Nos résultats montrent que même d’infimes coûts peuvent décourager la participation au scrutin. Chaque kilomètre supplémentaire (ou chaque supplément de deux minutes pour faire le trajet) depuis le plus proche bureau de vote réduit la participation d’un point de pourcentage (…).

Nous trouvons que de petites hausses dans les coûts d’opportunité de la durée de déplacement peuvent avoir de larges effets sur la participation électorale. Par exemple, à un coût d’opportunité de 10 dollars néo-zélandais (équivalents à 8 dollars américains) la participation nationale prédite serait juste de 75 %, ce qui est inférieur de sept points de pourcentage à la moyenne. Dans les zones urbaines, la participation attendue tombe même bien plus fortement au regard des coûts d’opportunité. (…)

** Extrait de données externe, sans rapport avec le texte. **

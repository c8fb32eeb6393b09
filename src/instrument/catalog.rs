use crate::error::{BacktestError, Result};
use crate::instrument::Instrument;
use csv::ReaderBuilder;
use indexmap::IndexMap;
use log::debug;
use serde::Deserialize;
use std::path::Path;

const REQUIRED_COLUMNS: [&str; 5] = ["name", "type", "displayName", "pipLocation", "marginRate"];

#[derive(Debug, Deserialize)]
struct CsvRecord {
    name: String,
    #[serde(rename = "type")]
    ins_type: String,
    #[serde(rename = "displayName")]
    display_name: String,
    #[serde(rename = "pipLocation")]
    pip_location: i32,
    #[serde(rename = "marginRate")]
    margin_rate: f64,
}

//loads every instrument from the metadata csv
pub fn load_all<P: AsRef<Path>>(path: P) -> Result<Vec<Instrument>> {
    let path = path.as_ref();
    if !path.is_file() {
        return Err(BacktestError::SourceNotFound {
            path: path.to_path_buf(),
        });
    }

    let mut reader = ReaderBuilder::new()
        .has_headers(true)
        .trim(csv::Trim::All)
        .from_path(path)
        .map_err(|e| BacktestError::DataFormat {
            path: path.to_path_buf(),
            reason: e.to_string(),
        })?;

    let headers = reader
        .headers()
        .map_err(|e| BacktestError::DataFormat {
            path: path.to_path_buf(),
            reason: e.to_string(),
        })?
        .clone();

    for column in REQUIRED_COLUMNS {
        if !headers.iter().any(|h| h == column) {
            return Err(BacktestError::DataFormat {
                path: path.to_path_buf(),
                reason: format!("missing required column '{}'", column),
            });
        }
    }

    let mut instruments = Vec::new();

    for (index, result) in reader.deserialize().enumerate() {
        let record: CsvRecord = result.map_err(|e| BacktestError::DataFormat {
            path: path.to_path_buf(),
            reason: format!("record at line {}: {}", index + 2, e),
        })?;

        if record.name.is_empty() {
            return Err(BacktestError::DataFormat {
                path: path.to_path_buf(),
                reason: format!("record at line {} has an empty name", index + 2),
            });
        }

        instruments.push(Instrument::new(
            record.name,
            record.ins_type,
            record.display_name,
            record.pip_location,
            record.margin_rate,
        ));
    }

    debug!("Loaded {} instruments from {:?}", instruments.len(), path);

    Ok(instruments)
}

//builds the name index, rejecting duplicate names
pub fn index_by_name(instruments: Vec<Instrument>) -> Result<IndexMap<String, Instrument>> {
    let mut index = IndexMap::with_capacity(instruments.len());

    for instrument in instruments {
        if index.contains_key(&instrument.name) {
            return Err(BacktestError::DuplicateKey(instrument.name));
        }
        index.insert(instrument.name.clone(), instrument);
    }

    Ok(index)
}

//instrument metadata indexed by pair name, in file order
#[derive(Debug, Clone, Default)]
pub struct InstrumentCatalog {
    instruments: IndexMap<String, Instrument>,
}

impl InstrumentCatalog {
    pub fn new(instruments: Vec<Instrument>) -> Result<Self> {
        Ok(InstrumentCatalog {
            instruments: index_by_name(instruments)?,
        })
    }

    //loads and indexes the metadata csv
    pub fn load<P: AsRef<Path>>(path: P) -> Result<Self> {
        Self::new(load_all(path)?)
    }

    pub fn lookup(&self, name: &str) -> Option<&Instrument> {
        self.instruments.get(name)
    }

    pub fn contains(&self, name: &str) -> bool {
        self.instruments.contains_key(name)
    }

    pub fn len(&self) -> usize {
        self.instruments.len()
    }

    pub fn is_empty(&self) -> bool {
        self.instruments.is_empty()
    }

    //builds every A_B pair from the currencies that exists in the catalog
    //self pairs (A_A) are only considered when include_self_pairs is set
    pub fn test_pairs(&self, currencies: &[String], include_self_pairs: bool) -> Vec<String> {
        let mut pairs = Vec::new();

        for base in currencies {
            for quote in currencies {
                if base == quote && !include_self_pairs {
                    continue;
                }
                let pair = format!("{}_{}", base, quote);
                if self.contains(&pair) && !pairs.contains(&pair) {
                    pairs.push(pair);
                }
            }
        }

        debug!("Test pairs: {:?}", pairs);

        pairs
    }
}
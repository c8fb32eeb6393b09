use std::path::PathBuf;
use thiserror::Error;

#[derive(Error, Debug)]
pub enum BacktestError {
    #[error("Source not found: {}", path.display())]
    SourceNotFound { path: PathBuf },

    #[error("Parse error in {} at line {line}: {reason}", path.display())]
    Parse {
        path: PathBuf,
        line: u64,
        reason: String,
    },

    #[error("Data format error in {}: {reason}", path.display())]
    DataFormat { path: PathBuf, reason: String },

    #[error("Duplicate instrument name: {0}")]
    DuplicateKey(String),

    #[error("Instrument not found: {0}")]
    NotFound(String),

    #[error("Moving average window {0} was not annotated")]
    MissingWindow(usize),

    #[error("Invalid configuration: {0}")]
    InvalidConfig(String),

    #[error("Pair {pair} failed: {source}")]
    PairFailed {
        pair: String,
        #[source]
        source: Box<BacktestError>,
    },

    #[error("Failed to write report {}: {source}", path.display())]
    Report {
        path: PathBuf,
        #[source]
        source: csv::Error,
    },

    #[error(transparent)]
    Io(#[from] std::io::Error),
}

impl BacktestError {
    //wraps an error with the pair it happened on
    pub fn for_pair(pair: &str, source: BacktestError) -> Self {
        BacktestError::PairFailed {
            pair: pair.to_string(),
            source: Box::new(source),
        }
    }
}

pub type Result<T> = std::result::Result<T, BacktestError>;
use anyhow::{Context, Result};
use clap::{Parser, Subcommand};
use masweep::prelude::*;
use std::path::PathBuf;

#[derive(Parser)]
#[command(name = "masweep")]
#[command(about = "A moving-average crossover sweep backtester for currency pairs", long_about = None)]
struct Cli {
    #[command(subcommand)]
    command: Commands,
}

#[derive(Subcommand)]
enum Commands {
    //run a sweep
    Run {
        //json configuration file (flags below override it)
        #[arg(long)]
        config: Option<PathBuf>,

        //comma separated currencies used to build pairs (eg BTC,USD,ETH)
        #[arg(long)]
        currencies: Option<String>,

        //price data granularity (eg 1m, M5)
        #[arg(long)]
        granularity: Option<String>,

        //short moving average windows (eg 8,10,12)
        #[arg(long, value_delimiter = ',')]
        ma_short: Vec<usize>,

        //long moving average windows (eg 21,34,55)
        #[arg(long, value_delimiter = ',')]
        ma_long: Vec<usize>,

        //directory holding his_data_{pair}_{granularity}.csv files
        #[arg(long)]
        data_dir: Option<PathBuf>,

        //instrument metadata csv
        #[arg(long)]
        instruments: Option<PathBuf>,

        //output path for the sweep report csv
        #[arg(long)]
        output: Option<PathBuf>,

        //failure policy (isolate, fail-fast)
        #[arg(long)]
        policy: Option<String>,

        //gain unit (price, pips)
        #[arg(long)]
        gain_unit: Option<String>,

        //also test self pairs such as USD_USD
        #[arg(long)]
        include_self_pairs: bool,

        //run pairs one after another instead of on the thread pool
        #[arg(long)]
        sequential: bool,

        //number of best combinations to print
        #[arg(long, default_value = "10")]
        top: usize,
    },

    //list the pairs a sweep would test
    Pairs {
        //json configuration file
        #[arg(long)]
        config: Option<PathBuf>,

        //comma separated currencies
        #[arg(long)]
        currencies: Option<String>,

        //instrument metadata csv
        #[arg(long)]
        instruments: Option<PathBuf>,

        //also list self pairs such as USD_USD
        #[arg(long)]
        include_self_pairs: bool,
    },

    //write the default configuration to a json file
    InitConfig {
        path: PathBuf,
    },
}

fn main() -> Result<()> {
    env_logger::Builder::from_env(env_logger::Env::default().default_filter_or("info")).init();

    let cli = Cli::parse();

    match cli.command {
        Commands::Run {
            config,
            currencies,
            granularity,
            ma_short,
            ma_long,
            data_dir,
            instruments,
            output,
            policy,
            gain_unit,
            include_self_pairs,
            sequential,
            top,
        } => {
            let mut config = load_config(config)?;

            if let Some(currencies) = currencies {
                config.currencies = parse_currencies(&currencies);
            }
            if let Some(granularity) = granularity {
                config.granularity = granularity;
            }
            if !ma_short.is_empty() {
                config.ma_short = ma_short;
            }
            if !ma_long.is_empty() {
                config.ma_long = ma_long;
            }
            if let Some(data_dir) = data_dir {
                config.data_dir = data_dir;
            }
            if let Some(instruments) = instruments {
                config.instruments_path = instruments;
            }
            if let Some(output) = output {
                config.output_path = output;
            }
            if let Some(policy) = policy {
                config.failure_policy = FailurePolicy::parse(&policy)
                    .ok_or_else(|| anyhow::anyhow!("Unknown failure policy: {}", policy))?;
            }
            if let Some(unit) = gain_unit {
                config.gain_unit = GainUnit::parse(&unit)
                    .ok_or_else(|| anyhow::anyhow!("Unknown gain unit: {}", unit))?;
            }
            if include_self_pairs {
                config.include_self_pairs = true;
            }
            if sequential {
                config.parallel = false;
            }

            run_sweep(&config, top)?;
        }
        Commands::Pairs {
            config,
            currencies,
            instruments,
            include_self_pairs,
        } => {
            let mut config = load_config(config)?;
            if let Some(currencies) = currencies {
                config.currencies = parse_currencies(&currencies);
            }
            if let Some(instruments) = instruments {
                config.instruments_path = instruments;
            }
            if include_self_pairs {
                config.include_self_pairs = true;
            }

            let catalog = InstrumentCatalog::load(&config.instruments_path).context(format!(
                "Failed to load instruments from {:?}",
                config.instruments_path
            ))?;
            for pair in catalog.test_pairs(&config.currencies, config.include_self_pairs) {
                println!("{}", pair);
            }
        }
        Commands::InitConfig { path } => {
            SweepConfiguration::default().to_json_file(&path)?;
            println!("Default configuration written to {:?}", path);
        }
    }

    Ok(())
}

fn load_config(path: Option<PathBuf>) -> Result<SweepConfiguration> {
    match path {
        Some(path) => SweepConfiguration::from_json_file(&path),
        None => Ok(SweepConfiguration::default()),
    }
}

fn run_sweep(config: &SweepConfiguration, top: usize) -> Result<()> {
    config.validate()?;

    println!("MA Crossover Sweep");
    println!("==================\n");

    //load instruments
    let catalog = InstrumentCatalog::load(&config.instruments_path).context(format!(
        "Failed to load instruments from {:?}",
        config.instruments_path
    ))?;

    let pairs = catalog.test_pairs(&config.currencies, config.include_self_pairs);
    if pairs.is_empty() {
        anyhow::bail!(
            "No pairs in {:?} match currencies {:?}",
            config.instruments_path,
            config.currencies
        );
    }

    println!("Pairs: {}", pairs.join(", "));
    println!("Granularity: {}", config.granularity);
    println!("MA short: {:?}", config.ma_short);
    println!("MA long: {:?}\n", config.ma_long);

    //run sweep
    let source = CsvPriceSource::new(&config.data_dir);
    let engine = SweepEngine::new(SweepConfig::from(config), &catalog, &source);
    let report = engine.run(&pairs)?;

    if report.results.is_empty() && !report.failures.is_empty() {
        for failure in &report.failures {
            eprintln!("  {}: {}", failure.pair, failure.reason);
        }
        anyhow::bail!("All {} pairs failed, no report written", report.failures.len());
    }

    write_report(&report.results, &config.output_path)?;

    //display results
    println!("Top {} combinations by total gain", top);
    let ranked = rank_by_total_gain(&report.results);
    pretty_print_table(&ranked[..top.min(ranked.len())]);

    println!("\nBest combination per pair");
    pretty_print_table(&best_by_pair(&report.results));

    println!(
        "\n{} combinations, {} trades. Report saved to {:?}",
        report.results.len(),
        report.total_trades(),
        config.output_path
    );

    if !report.failures.is_empty() {
        println!("\nFailed pairs ({}):", report.failures.len());
        for failure in &report.failures {
            println!("  {}: {}", failure.pair, failure.reason);
        }
    }

    Ok(())
}
//a Rust-based moving-average crossover sweep backtester for currency pairs

pub mod config;
pub mod data;
pub mod engine;
pub mod error;
pub mod instrument;
pub mod metrics;
pub mod strategy;

//prelude module for convenient imports
pub mod prelude {
    pub use crate::config::{parse_currencies, FailurePolicy, GainUnit, SweepConfiguration};
    pub use crate::data::{load_prices, CsvPriceSource, PricePoint, PriceSource};
    pub use crate::engine::{PairFailure, SweepConfig, SweepEngine, SweepReport};
    pub use crate::error::BacktestError;
    pub use crate::instrument::{Instrument, InstrumentCatalog};
    pub use crate::metrics::{
        best_by_pair, pretty_print_table, rank_by_total_gain, write_report, SweepResult,
    };
    pub use crate::strategy::{
        annotate, detect_crossovers, evaluate, sweep_windows, AnnotatedSeries, Direction,
        TradeEvent, TradeResult,
    };
}
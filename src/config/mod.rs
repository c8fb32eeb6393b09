pub mod sweep_config;

pub use sweep_config::{
    parse_currencies, price_data_path, FailurePolicy, GainUnit, SweepConfiguration,
};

Montrer que de faibles coûts d’opportunité au vote importent pour la participation au scrutin (…) corrobore les résultats des précédents (…) études de cas dans la littérature de science politique. Une importante implication découlant des résultats est que les coûts d’opportunité sont faibles, mais que la participation électorale est toujours sensible à ces faibles coûts. Si ces faibles coûts n’avaient pas été précisément mesurés (comme cela avait été typiquement le cas jusqu’alors), alors la décision de voter serait apparu (de manière erronée) comme largement aléatoire. Tandis que plusieurs personnes peuvent choisir de ne pas voter dans les prochaines élections, de telles décisions peuvent toujours être considérées comme rationnelles. »

John Gibson, « What’s a vote worth? », in VoxEU.org, 2 novembre 2012.